Class: Google::Cloud::Bigquery::Table::AsyncInserter

Inherits:

Object

Object
Google::Cloud::Bigquery::Table::AsyncInserter

show all

Includes:: MonitorMixin

Defined in:: lib/google/cloud/bigquery/table/async_inserter.rb

Overview

AsyncInserter

Used to insert multiple rows in batches to a topic.
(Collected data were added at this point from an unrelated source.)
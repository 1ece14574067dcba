use chrono::{DateTime, Utc};
use serde::{Deserialize, Serialize};

use crate::models::discovery::{ExampleItem, QuestionItem, RuleItem};

#[derive(Debug, Clone, Serialize, Deserialize, PartialEq)]
#[serde(rename_all = "camelCase")]
pub struct WorkUnit {
    pub id: String,
    pub title: String,
    #[serde(rename = "type", default)]
    pub unit_type: WorkUnitType,
    #[serde(default, skip_serializing_if = "Option::is_none")]
    pub description: Option<String>,
    pub status: WorkStatus,
    #[serde(default, skip_serializing_if = "Option::is_none")]
    pub parent: Option<String>,
    #[serde(default, skip_serializing_if = "Vec::is_empty")]
    pub children: Vec<String>,
    /// Units this one blocks. Mirrored by `blocked_by` on the target.
    #[serde(default, skip_serializing_if = "Vec::is_empty")]
    pub blocks: Vec<String>,
    #[serde(default, skip_serializing_if = "Vec::is_empty")]
    pub blocked_by: Vec<String>,
    /// Soft ordering hints; never mirrored and may form cycles.
    #[serde(default, skip_serializing_if = "Vec::is_empty")]
    pub depends_on: Vec<String>,
    /// Symmetric informational links.
    #[serde(default, skip_serializing_if = "Vec::is_empty")]
    pub relates_to: Vec<String>,
    /// Present iff `status == Blocked`.
    #[serde(default, skip_serializing_if = "Option::is_none")]
    pub blocked_reason: Option<String>,
    #[serde(default, skip_serializing_if = "Vec::is_empty")]
    pub questions: Vec<QuestionItem>,
    #[serde(default, skip_serializing_if = "Vec::is_empty")]
    pub rules: Vec<RuleItem>,
    #[serde(default, skip_serializing_if = "Vec::is_empty")]
    pub examples: Vec<ExampleItem>,
    /// Story points; advisory only.
    #[serde(default, skip_serializing_if = "Option::is_none")]
    pub estimate: Option<u32>,
    #[serde(default, skip_serializing_if = "Vec::is_empty")]
    pub linked_features: Vec<String>,
    #[serde(default)]
    pub state_history: Vec<HistoryEntry>,
    pub created_at: DateTime<Utc>,
    pub updated_at: DateTime<Utc>,
}

/// One successful transition, including self-transitions.
#[derive(Debug, Clone, Serialize, Deserialize, PartialEq)]
pub struct HistoryEntry {
    pub state: WorkStatus,
    pub timestamp: DateTime<Utc>,
    #[serde(default, skip_serializing_if = "Option::is_none")]
    pub reason: Option<String>,
}

#[derive(Debug, Clone, Copy, Default, Serialize, Deserialize, PartialEq, Eq)]
#[serde(rename_all = "lowercase")]
pub enum WorkUnitType {
    #[default]
    Story,
    Bug,
    Task,
}

impl std::fmt::Display for WorkUnitType {
    fn fmt(&self, f: &mut std::fmt::Formatter<'_>) -> std::fmt::Result {
        match self {
            WorkUnitType::Story => write!(f, "story"),
            WorkUnitType::Bug => write!(f, "bug"),
            WorkUnitType::Task => write!(f, "task"),
        }
    }
}

impl std::str::FromStr for WorkUnitType {
    type Err = String;

    fn from_str(s: &str) -> Result<Self, Self::Err> {
        match s.to_lowercase().as_str() {
            "story" => Ok(WorkUnitType::Story),
            "bug" => Ok(WorkUnitType::Bug),
            "task" => Ok(WorkUnitType::Task),
            _ => Err(format!("Invalid work unit type: {s}. Use: story, bug, task")),
        }
    }
}

/// Status of a work unit in the delivery workflow.
///
/// State machine transitions:
/// - `Backlog` -> `Specifying` | `Blocked`
/// - `Specifying` -> `Testing` | `Blocked`
/// - `Testing` -> `Implementing` | `Blocked`
/// - `Implementing` -> `Validating` | `Blocked`
/// - `Validating` -> `Done` | `Implementing` | `Specifying` | `Blocked`
/// - `Done` -> `Specifying` | `Testing` | `Implementing` | `Validating` | `Blocked`
/// - `Blocked` -> any state except `Done`
///
/// There is no terminal state. `Backlog` is the initial state and cannot be
/// re-entered once left.
#[derive(Debug, Clone, Copy, Serialize, Deserialize, PartialEq, Eq, Hash, PartialOrd, Ord)]
#[serde(rename_all = "lowercase")]
pub enum WorkStatus {
    Backlog,
    Specifying,
    Testing,
    Implementing,
    Validating,
    Done,
    /// Waiting on something outside the workflow; requires a reason.
    Blocked,
}

impl WorkStatus {
    pub const ALL: [WorkStatus; 7] = [
        WorkStatus::Backlog,
        WorkStatus::Specifying,
        WorkStatus::Testing,
        WorkStatus::Implementing,
        WorkStatus::Validating,
        WorkStatus::Done,
        WorkStatus::Blocked,
    ];

    pub fn as_str(&self) -> &'static str {
        match self {
            WorkStatus::Backlog => "backlog",
            WorkStatus::Specifying => "specifying",
            WorkStatus::Testing => "testing",
            WorkStatus::Implementing => "implementing",
            WorkStatus::Validating => "validating",
            WorkStatus::Done => "done",
            WorkStatus::Blocked => "blocked",
        }
    }
}

impl std::fmt::Display for WorkStatus {
    fn fmt(&self, f: &mut std::fmt::Formatter<'_>) -> std::fmt::Result {
        f.write_str(self.as_str())
    }
}

impl std::str::FromStr for WorkStatus {
    type Err = String;

    fn from_str(s: &str) -> Result<Self, Self::Err> {
        WorkStatus::ALL
            .into_iter()
            .find(|status| status.as_str() == s.to_lowercase())
            .ok_or_else(|| {
                format!(
                    "Invalid status: {s}. Use one of: {}",
                    WorkStatus::ALL.map(|s| s.as_str()).join(", ")
                )
            })
    }
}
See #insert_async.

Examples:

require "google/cloud/bigquery"

bigquery = Google::Cloud::Bigquery.new
dataset = bigquery.dataset "my_dataset"
table = dataset.table "my_table"
inserter = table.insert_async do |result|
  if result.error?
    log_error result.error
  else
    log_insert "inserted #{result.insert_count} rows " \
      "with #{result.error_count} errors"
  end
end

rows = [
  { "first_name" => "Alice", "age" => 21 },
  { "first_name" => "Bob", "age" => 22 }
]
inserter.insert rows

inserter.stop.wait!

Defined Under Namespace

Classes: Result

Instance Attribute Summary collapse

#interval ⇒ Numeric readonly
The number of seconds to collect rows before the batch is inserted.
#max_bytes ⇒ Integer readonly
The maximum size of rows to be collected before the batch is inserted.
#max_rows ⇒ Integer readonly
The maximum number of rows to be collected before the batch is inserted.
#threads ⇒ Integer readonly
The number of threads used to insert rows.

Instance Method Summary collapse

#flush ⇒ AsyncInserter
Forces all rows in the current batch to be inserted immediately.
#insert(rows, insert_ids: nil) ⇒ Object
Adds rows to the async inserter to be inserted.
#started? ⇒ boolean
Whether the inserter has been started.
#stop ⇒ AsyncInserter
Begins the process of stopping the inserter.
#stopped? ⇒ boolean
Whether the inserter has been stopped.
#wait!(timeout = nil) ⇒ AsyncInserter
Blocks until the inserter is fully stopped, all pending rows have been inserted, and all callbacks have completed.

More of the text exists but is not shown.